Após anos de euforia, fábrica de moto demite

Com vendas em queda, setor quer tratamento semelhante ao de automóveis e de caminhões

Elas substituíram os jegues no Nordeste, os cavalos nas fazendas e as bicicletas nas cidades. Por quase duas décadas, as motocicletas foram fenômeno de vendas, saindo de 53,4 mil unidades em 1992 para 1,9 milhão em 2008. A aceleração foi interrompida em 2009, na crise financeira internacional.
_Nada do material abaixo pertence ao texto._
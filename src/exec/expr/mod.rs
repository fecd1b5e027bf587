// Licensed to the Apache Software Foundation (ASF) under one
// or more contributor license agreements.  See the NOTICE file
// distributed with this work for additional information
// regarding copyright ownership.  The ASF licenses this file
// to you under the Apache License, Version 2.0 (the
// "License"); you may not use this file except in compliance
// with the License.  You may obtain a copy of the License at
//
//   http://www.apache.org/licenses/LICENSE-2.0
//
// Unless required by applicable law or agreed to in writing,
// software distributed under the License is distributed on an
// "AS IS" BASIS, WITHOUT WARRANTIES OR CONDITIONS OF ANY
// KIND, either express or implied.  See the License for the
// specific language governing permissions and limitations
// under the License.
//! Scalar expression evaluation over chunks.
//!
//! Responsibilities:
//! - Stores planner expressions in an arena addressed by `ExprId`.
//! - Evaluates an expression over a `Chunk`, producing one Arrow column with the chunk's row count.
//!
//! Key exported interfaces:
//! - Types: `ExprArena`, `ExprId`, `ExprNode`, `LiteralValue`.
//!
//! Current limitations:
//! - Arithmetic covers integer and floating point operands only.
//! - Unsupported operand types are reported as explicit errors instead of fallback behavior.

mod arithmetic;
mod comparison;
mod literal;

use std::sync::Arc;

use crate::common::ids::SlotId;
use crate::exec::chunk::Chunk;
use arrow::array::ArrayRef;
use arrow::compute::{is_not_null, is_null};
use arrow::datatypes::DataType;

use arithmetic::ArithOp;
use comparison::{CmpOp, LogicOp};

pub(crate) use comparison::as_boolean;

#[derive(Copy, Clone, Debug, Eq, PartialEq, Hash)]
pub struct ExprId(pub usize);

#[derive(Clone, Debug)]
pub enum LiteralValue {
    Null,
    Int32(i32),
    Int64(i64),
    Float64(f64),
    Bool(bool),
    Utf8(String),
    /// Days since the Unix epoch.
    Date32(i32),
}

#[derive(Clone, Debug)]
pub enum ExprNode {
    Literal(LiteralValue),
    /// Column reference resolved through the chunk's slot map.
    SlotId(SlotId),
    Add(ExprId, ExprId),
    Sub(ExprId, ExprId),
    Mul(ExprId, ExprId),
    Eq(ExprId, ExprId),
    /// `<=>`
    EqForNull(ExprId, ExprId),
    Ne(ExprId, ExprId),
    Lt(ExprId, ExprId),
    Le(ExprId, ExprId),
    Gt(ExprId, ExprId),
    Ge(ExprId, ExprId),
    And(ExprId, ExprId),
    Or(ExprId, ExprId),
    Not(ExprId),
    IsNull(ExprId),
    IsNotNull(ExprId),
}

#[derive(Clone, Debug, Default)]
pub struct ExprArena {
    nodes: Vec<ExprNode>,
    /// Declared result type per node; `None` when the planner left it untyped.
    types: Vec<Option<DataType>>,
}

impl ExprArena {
    pub fn push(&mut self, node: ExprNode) -> ExprId {
        self.push_node(node, None)
    }

    pub fn push_typed(&mut self, node: ExprNode, data_type: DataType) -> ExprId {
        self.push_node(node, Some(data_type).filter(|dt| !dt.is_null()))
    }

    fn push_node(&mut self, node: ExprNode, data_type: Option<DataType>) -> ExprId {
        self.nodes.push(node);
        self.types.push(data_type);
        ExprId(self.nodes.len() - 1)
    }

    pub fn node(&self, id: ExprId) -> Option<&ExprNode> {
        self.nodes.get(id.0)
    }

    pub fn data_type(&self, id: ExprId) -> Option<&DataType> {
        self.types.get(id.0).and_then(Option::as_ref)
    }

    pub fn len(&self) -> usize {
        self.nodes.len()
    }

    pub fn is_empty(&self) -> bool {
        self.nodes.is_empty()
    }

    /// Evaluate `id` over `chunk`. The result always has `chunk.len()` rows.
    pub fn eval(&self, id: ExprId, chunk: &Chunk) -> Result<ArrayRef, String> {
        let node = self
            .node(id)
            .ok_or_else(|| format!("invalid ExprId {}", id.0))?;
        match node {
            ExprNode::Literal(v) => literal::eval_literal(v, self.data_type(id), chunk.len()),
            ExprNode::SlotId(slot_id) => chunk.column_by_slot_id(*slot_id),
            ExprNode::Add(a, b) => arithmetic::eval_arith(self, id, ArithOp::Add, *a, *b, chunk),
            ExprNode::Sub(a, b) => arithmetic::eval_arith(self, id, ArithOp::Sub, *a, *b, chunk),
            ExprNode::Mul(a, b) => arithmetic::eval_arith(self, id, ArithOp::Mul, *a, *b, chunk),
            ExprNode::Eq(a, b) => comparison::eval_cmp(self, CmpOp::Eq, *a, *b, chunk),
            ExprNode::EqForNull(a, b) => {
                comparison::eval_cmp(self, CmpOp::EqForNull, *a, *b, chunk)
            }
            ExprNode::Ne(a, b) => comparison::eval_cmp(self, CmpOp::Ne, *a, *b, chunk),
            ExprNode::Lt(a, b) => comparison::eval_cmp(self, CmpOp::Lt, *a, *b, chunk),
            ExprNode::Le(a, b) => comparison::eval_cmp(self, CmpOp::Le, *a, *b, chunk),
            ExprNode::Gt(a, b) => comparison::eval_cmp(self, CmpOp::Gt, *a, *b, chunk),
            ExprNode::Ge(a, b) => comparison::eval_cmp(self, CmpOp::Ge, *a, *b, chunk),
            ExprNode::And(a, b) => comparison::eval_logic(self, LogicOp::And, *a, *b, chunk),
            ExprNode::Or(a, b) => comparison::eval_logic(self, LogicOp::Or, *a, *b, chunk),
            ExprNode::Not(child) => comparison::eval_not(self, *child, chunk),
            // Both kernels read logical nulls, so an untyped NULL column is all null.
            ExprNode::IsNull(child) => {
                let array = self.eval(*child, chunk)?;
                let out = is_null(array.as_ref()).map_err(|e| e.to_string())?;
                Ok(Arc::new(out))
            }
            ExprNode::IsNotNull(child) => {
                let array = self.eval(*child, chunk)?;
                let out = is_not_null(array.as_ref()).map_err(|e| e.to_string())?;
                Ok(Arc::new(out))
            }
        }
    }
}
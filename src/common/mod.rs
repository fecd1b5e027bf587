// Licensed to the Apache Software Foundation (ASF) under one
// or more contributor license agreements.  See the NOTICE file
// distributed with this work for additional information
// regarding copyright ownership.  The ASF licenses this file
// to you under the Apache License, Version 2.0 (the
// "License"); you may not use this file except in compliance
// with the License.  You may obtain a copy of the License at
//
//   http://www.apache.org/licenses/LICENSE-2.0
//
// Unless required by applicable law or agreed to in writing,
// software distributed under the License is distributed on an
// "AS IS" BASIS, WITHOUT WARRANTIES OR CONDITIONS OF ANY
// KIND, either express or implied.  See the License for the
// specific language governing permissions and limitations
// under the License.
pub mod app_config;
pub mod config;
pub mod ids;
pub mod logging;
pub mod status;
Embora tenha reagido em 2010 e 2011, o mercado voltou a se retrair. De janeiro até a primeira quinzena de agosto, os negócios caíram 9,3% em relação ao mesmo período do ano passado, com 1,05 milhão de motos vendidas. No mesmo período, a produção caiu mais de 15%, para pouco mais de 1,1 milhão de unidades.
 
Diante desse quadro, que tem levado fabricantes a darem férias coletivas e a reduzirem o quadro de pessoal na Zona Franca de Manaus, onde são produzidas mais de 90% das motos vendidas no País, o setor espera ser o próximo contemplado com pacote de incentivo às vendas. 
 
Depois da prorrogação do corte do Imposto sobre Produtos Industrializados (IPI) para automóveis e de novos benefícios à venda de caminhões na semana passada, fabricantes e revendedores de motos aguardam para as próximas duas semanas um anúncio do governo federal.
 
"Estamos de plantão esperando ser chamados pelo governo, igual a um menino que fica esperando a mesada para ir ao cinema", diz o presidente executivo da Federação Nacional da Distribuição de Veículos Automotores (Fenabrave), Alarico Assumpção Júnior.
 
Crédito
A ajuda mais urgente é uma medida para destravar o crédito para financiamentos. De cada 100 motos vendidas no País, 80 são para pagamentos parcelados. Atualmente, bancos e financeiras aprovam no máximo 20% das fichas enviadas por revendedores, informa José Eduardo Gonçalves, diretor executivo da Associação Brasileira dos Fabricantes de Motocicletas (Abraciclo).
 
O aperto no crédito reduziu a capacidade de compra principalmente dos consumidores das classes D e E, normalmente responsáveis por 48% das compras de motocicletas, principalmente dos modelos mais populares, com 50 a 150 cilindradas, e preços entre R$ 3 mil e R$ 6 mil. Segundo a Abraciclo, de todas as motos vendidas no País, 85% são dessa categoria.
 
As empresas iniciaram 2012 com projeção de vender pouco mais de 2 milhões de motos - 5% a mais que em 2011 -, mas agora trabalham com redução de 10% a 15%. Mesmo que sejam adotadas medidas de estímulo nos próximos dias, "o máximo que conseguiremos será repetir os números do ano passado", diz Gonçalves.
 
Na opinião de Paulo Takeuchi, diretor da Honda - marca que detém 80% do mercado -, uma alteração no recolhimento dos depósitos compulsórios dos bancos poderia liberar R$ 3 bilhões em crédito para o financiamento dos veículos de duas rodas. Ele lembra que, para os automóveis, o Banco Central adotou esse tipo de medida, dando um fôlego de R$ 18 bilhões para o financiamento no segmento.
 
Takeuchi calcula em 7,5% a 8% o índice de inadimplência no financiamento das motos. É esse cenário que levou os bancos a retraírem o crédito. Segundo ele, atualmente as marcas trabalham com condições mais rigorosas de vendas, com exigência de 20% de entrada e o restante no máximo em 36 parcelas. 
 
O executivo acredita que as medidas de incentivo aos automóveis, como a redução do Imposto sobre Produtos Industrializados (IPI), também tiram uma fatia de consumidores de motos, pois "está muito fácil comprar um carro".
 
Frota
Com base em dados do Departamento Nacional de Trânsito (Denatran), Gonçalves afirma que o Brasil tem hoje uma frota de cerca de 20 milhões de motocicletas, mais de três vezes o volume de dez anos atrás. Apenas 19% são usadas para lazer. A maioria é para uso de locomoção e de trabalho. O retrato disso é a enorme quantidade de motoboys circulando diariamente pelas grandes metrópoles.
 
Em 2002, havia 32 habitantes por motocicleta no País, relação que caiu para 10 habitantes no ano passado. "A Espanha tem nove habitantes por motocicleta, a Itália tem sete, a Indonésia cinco, a Tailândia tem quatro e o Vietnã, três", compara Gonçalves. Mesmo assim, ele não vê uma saturação do mercado brasileiro que, a seu ver, ainda tem espaço para crescer.